CREATE PROC [dbo].[dbp_PCL_to_Demo_Matching_Mason] AS

--IF NOT EXISTS (SELECT 1 FROM sys.fulltext_indexes WHERE object_id = OBJECT_ID('Medicaid_State_Claims'))
    CREATE FULLTEXT INDEX ON dbo.Medicaid_State_Claims(Scrubbed_Account_Number)
      KEY INDEX nci_Seq_No;

select * from dbo.Medicaid_State_Claims
  where CONTAINS(Scrubbed_Account_Number, 'blahblah');

However, this fails with the error message:

Cannot use a CONTAINS or FREETEXT predicate on table or indexed view 'dbo.Medicaid_State_Claims' because it is not full-text indexed.

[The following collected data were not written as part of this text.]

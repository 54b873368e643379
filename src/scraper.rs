use std::collections::BTreeMap;

use log::{debug, error, info};
use rand::{Rng, rng};
use reqwest::Method;
use reqwest::header::{COOKIE, HeaderMap, HeaderValue, USER_AGENT};

use crate::category::FromHtml;
use crate::config::{RequestOptions, ScraperConfig};
use crate::constants::{
    ANTIBOT_CONTENT_IDENTIFIER, NO_SCRIPT_COOKIE, PAGE_CONTENT_IDENTIFIER, USER_AGENTS,
    default_request_headers,
};
use crate::error::{ConfigError, Error, MaxRequestAttemptsExceededError, RequestError, Result};
use crate::ratelimit::{RateLimiter, WaitStrategy};
use crate::requests::{HttpRequest, HttpTransport, QueryParams, Response, Transport};
use crate::vehicles::{VehicleCategory, VehiclesCategory, VehiclesQueryFilters};

/// A Yad2 client with retries, response validation and optional pacing.
///
/// All methods that touch the network take `&mut self`; share one scraper
/// per task rather than across tasks. The transport is released on
/// [`Scraper::close`] or when the scraper is dropped.
pub struct Scraper<T: Transport = HttpTransport> {
    transport: Option<T>,
    headers: HeaderMap,
    cookies: BTreeMap<String, String>,
    request_defaults: RequestOptions,
    randomize_user_agent: bool,
    wait_strategy: Option<WaitStrategy>,
    max_request_attempts: u32,
    rate_limiter: Option<RateLimiter>,
    request_count: u64,
}

impl Scraper<HttpTransport> {
    pub fn new(config: ScraperConfig) -> Result<Self> {
        let transport = HttpTransport::new(config.follow_redirects, config.verify_ssl)?;
        Self::with_transport(transport, config)
    }
}

impl<T: Transport> Scraper<T> {
    pub fn with_transport(transport: T, config: ScraperConfig) -> Result<Self> {
        config.validate()?;
        let rate_limiter = config
            .requests_per_second
            .map(RateLimiter::new)
            .transpose()?;

        let mut scraper = Self {
            transport: Some(transport),
            headers: default_request_headers(),
            cookies: BTreeMap::new(),
            request_defaults: config.request_defaults,
            randomize_user_agent: config.randomize_user_agent,
            wait_strategy: config.wait_strategy,
            max_request_attempts: config.max_request_attempts,
            rate_limiter,
            request_count: 0,
        };
        if let Some(user_agent) = &config.user_agent {
            scraper.set_user_agent(user_agent)?;
        }
        if let Some(no_script) = config.no_script {
            scraper.set_no_script(no_script);
        }

        debug!(
            "Scraper initialized (max attempts: {}, randomize user agent: {})",
            scraper.max_request_attempts, scraper.randomize_user_agent
        );
        Ok(scraper)
    }

    /// Requests that passed validation so far.
    pub fn request_count(&self) -> u64 {
        self.request_count
    }

    pub fn headers(&self) -> &HeaderMap {
        &self.headers
    }

    pub fn cookies(&self) -> &BTreeMap<String, String> {
        &self.cookies
    }

    pub fn request_defaults(&self) -> &RequestOptions {
        &self.request_defaults
    }

    pub fn request_defaults_mut(&mut self) -> &mut RequestOptions {
        &mut self.request_defaults
    }

    pub fn max_request_attempts(&self) -> u32 {
        self.max_request_attempts
    }

    pub fn set_max_request_attempts(&mut self, max_request_attempts: u32) {
        self.max_request_attempts = max_request_attempts;
    }

    pub fn set_wait_strategy(&mut self, wait_strategy: Option<WaitStrategy>) {
        self.wait_strategy = wait_strategy;
    }

    pub fn set_randomize_user_agent(&mut self, randomize_user_agent: bool) {
        self.randomize_user_agent = randomize_user_agent;
    }

    pub fn is_closed(&self) -> bool {
        self.transport.is_none()
    }

    pub fn set_user_agent(&mut self, user_agent: &str) -> Result<()> {
        let value = HeaderValue::from_str(user_agent)?;
        self.headers.insert(USER_AGENT, value);
        debug!("User-Agent client header set to: '{user_agent}'");
        Ok(())
    }

    /// Sets the `noscript` cookie to `"1"` or `"0"`.
    pub fn set_no_script(&mut self, no_script: bool) {
        let value = if no_script { "1" } else { "0" };
        self.cookies
            .insert(NO_SCRIPT_COOKIE.to_string(), value.to_string());
        debug!("NoScript ({NO_SCRIPT_COOKIE}) client cookie set to: '{value}'");
    }

    pub async fn fetch_category<C: FromHtml>(
        &mut self,
        url: &str,
        params: Option<QueryParams>,
    ) -> Result<C> {
        debug!("Fetching category from URL: '{url}'");
        let response = self.get(url, params).await?;
        debug!("Category fetched successfully from URL: '{url}'");
        Ok(C::from_html_bytes(response.bytes()))
    }

    pub async fn fetch_vehicle_category(
        &mut self,
        vehicle_category: VehicleCategory,
        filters: &VehiclesQueryFilters,
    ) -> Result<VehiclesCategory> {
        let params = filters.to_params();
        let params = (!params.is_empty()).then_some(params);
        self.fetch_category(&vehicle_category.url(), params).await
    }

    pub async fn get(&mut self, url: &str, params: Option<QueryParams>) -> Result<Response> {
        self.request(Method::GET, url, params).await
    }

    pub async fn request(
        &mut self,
        method: Method,
        url: &str,
        params: Option<QueryParams>,
    ) -> Result<Response> {
        let options = RequestOptions::with_params(params.unwrap_or_default());
        self.request_with_options(method, url, &options).await
    }

    /// Runs the attempt loop. With a single configured attempt its error is
    /// returned as is; otherwise all attempt errors are aggregated.
    pub async fn request_with_options(
        &mut self,
        method: Method,
        url: &str,
        options: &RequestOptions,
    ) -> Result<Response> {
        let max_attempts = self.max_request_attempts;
        if max_attempts == 0 {
            return Err(ConfigError::InvalidMaxRequestAttempts(0).into());
        }
        let Some(transport) = self.transport.as_ref() else {
            return Err(Error::Closed);
        };

        let request_options = self.prepare_request_options(options)?;
        let mut errors = Vec::new();

        for attempt in 1..=max_attempts {
            match self
                .send_request(transport, &method, url, &request_options, attempt)
                .await
            {
                Ok(response) => {
                    self.request_count += 1;
                    return Ok(response);
                }
                Err(e) => {
                    error!(
                        "{method} request to '{url}' failed {}: {e}",
                        self.format_attempt_info(attempt)
                    );
                    errors.push(e);
                }
            }
        }

        if max_attempts == 1 {
            if let Some(e) = errors.pop() {
                return Err(e.into());
            }
        }

        let max_attempts_error = MaxRequestAttemptsExceededError {
            method,
            url: url.to_string(),
            max_attempts,
            errors,
        };
        error!("{max_attempts_error}");
        Err(max_attempts_error.into())
    }

    /// Releases the transport. Further requests fail with [`Error::Closed`].
    pub fn close(&mut self) {
        if let Some(mut transport) = self.transport.take() {
            debug!("Closing scraper client");
            transport.close();
            info!("Scraper client closed");
        }
    }

    async fn send_request(
        &self,
        transport: &T,
        method: &Method,
        url: &str,
        request_options: &RequestOptions,
        attempt: u32,
    ) -> Result<Response, RequestError> {
        let mut headers = request_options.headers.clone();
        if self.randomize_user_agent {
            let user_agent = random_user_agent();
            headers.insert(USER_AGENT, HeaderValue::from_static(user_agent));
            debug!("Using random User-Agent header for this attempt: '{user_agent}'");
        }

        self.apply_wait_strategy(attempt).await;
        if let Some(rate_limiter) = &self.rate_limiter {
            rate_limiter.wait_until_ready().await;
        }

        let request = HttpRequest {
            method: method.clone(),
            url: url.to_string(),
            params: request_options.params.clone(),
            headers,
            timeout: request_options.timeout,
        };

        info!(
            "Sending {method} request to URL: '{url}' {}",
            self.format_attempt_info(attempt)
        );
        let response = transport.send(&request).await?;
        debug!(
            "Received response {} from '{url}' {}",
            response.status,
            self.format_attempt_info(attempt)
        );

        validate_response(method, response)
    }

    /// Session headers and cookies, then the defaults, then the call's own options.
    fn prepare_request_options(&self, options: &RequestOptions) -> Result<RequestOptions> {
        debug!("Preparing request options from defaults");
        let mut request_options = RequestOptions {
            headers: self.headers.clone(),
            ..RequestOptions::default()
        };
        if let Some(cookie) = self.cookie_header()? {
            request_options.headers.insert(COOKIE, cookie);
        }
        request_options.merge(&self.request_defaults);
        request_options.merge(options);

        if !options.params.is_empty() {
            debug!(
                "Updated request options with query params: {:?}",
                options.params
            );
        }
        Ok(request_options)
    }

    fn cookie_header(&self) -> Result<Option<HeaderValue>> {
        if self.cookies.is_empty() {
            return Ok(None);
        }
        let cookie = self
            .cookies
            .iter()
            .map(|(name, value)| format!("{name}={value}"))
            .collect::<Vec<_>>()
            .join("; ");
        Ok(Some(HeaderValue::from_str(&cookie)?))
    }

    async fn apply_wait_strategy(&self, attempt: u32) {
        let Some(wait_time) = self
            .wait_strategy
            .as_ref()
            .and_then(|wait_strategy| wait_strategy.wait_duration(attempt))
        else {
            return;
        };

        debug!(
            "Waiting {:.2} seconds before request {}",
            wait_time.as_secs_f64(),
            self.format_attempt_info(attempt)
        );
        tokio::time::sleep(wait_time).await;
    }

    fn format_attempt_info(&self, attempt: u32) -> String {
        format!("(attempt {attempt}/{})", self.max_request_attempts)
    }
}

impl<T: Transport> Drop for Scraper<T> {
    fn drop(&mut self) {
        self.close();
    }
}

fn random_user_agent() -> &'static str {
    USER_AGENTS[rng().random_range(0..USER_AGENTS.len())]
}

/// Status first, then content markers. The site marker is only required
/// when `method`, the method that was sent, is GET.
fn validate_response(method: &Method, response: Response) -> Result<Response, RequestError> {
    let response = response.error_for_status()?;
    if response.contains(ANTIBOT_CONTENT_IDENTIFIER) {
        return Err(RequestError::AntiBotDetected(Box::new(response)));
    }
    if *method == Method::GET && !response.contains(PAGE_CONTENT_IDENTIFIER) {
        return Err(RequestError::UnexpectedContent(Box::new(response)));
    }

    debug!("Response validation succeeded");
    Ok(response)
}
use scraper::Html;

use crate::category::{Category, FromHtml};
use crate::constants::VEHICLE_TAG_CLASS_SUBSTRING;
use crate::vehicles::next_data::VehiclesNextData;
use crate::vehicles::tag::VehicleTag;

/// A parsed vehicles category page.
#[derive(Debug)]
pub struct VehiclesCategory {
    category: Category,
}

impl VehiclesCategory {
    pub fn new(category: Category) -> Self {
        Self { category }
    }

    pub fn category(&self) -> &Category {
        &self.category
    }

    pub fn html(&self) -> &Html {
        self.category.html()
    }

    pub fn vehicle_tags(&self) -> Vec<VehicleTag<'_>> {
        self.category
            .find_all_tags_by_class_substring("div", VEHICLE_TAG_CLASS_SUBSTRING)
            .into_iter()
            .map(VehicleTag::new)
            .collect()
    }

    pub fn load_next_data(&self) -> Option<VehiclesNextData> {
        self.category.load_next_data().map(VehiclesNextData::from)
    }
}

impl FromHtml for VehiclesCategory {
    fn from_html(html: &str) -> Self {
        Self::new(Category::from_html(html))
    }
}

#[cfg(test)]
mod tests {
    use super::*;

    #[test]
    fn wraps_every_listing_block() {
        let category = VehiclesCategory::from_html(
            r#"<html><body>
                <div class="feedItemBox extra"><span class="heading">A</span></div>
                <div class="feedItemBox extra"><span class="heading">B</span></div>
                <div class="banner">ad</div>
            </body></html>"#,
        );
        let models: Vec<_> = category
            .vehicle_tags()
            .iter()
            .map(|tag| tag.model().map(str::to_string))
            .collect();
        assert_eq!(models, vec![Some("A".to_string()), Some("B".to_string())]);
    }

    #[test]
    fn page_without_listings_has_no_tags() {
        let category = VehiclesCategory::from_html("<html><body></body></html>");
        assert!(category.vehicle_tags().is_empty());
        assert!(category.load_next_data().is_none());
    }
}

Uncommenting the "IF NOT EXISTS" condition makes no difference. However, if the index already exists and I uncomment that line and create the stored procedure, it works. But I'd rather not create it ahead of time, I want to create it within the stored procedure. How can I create the fulltext index and use it in the same stored procedure?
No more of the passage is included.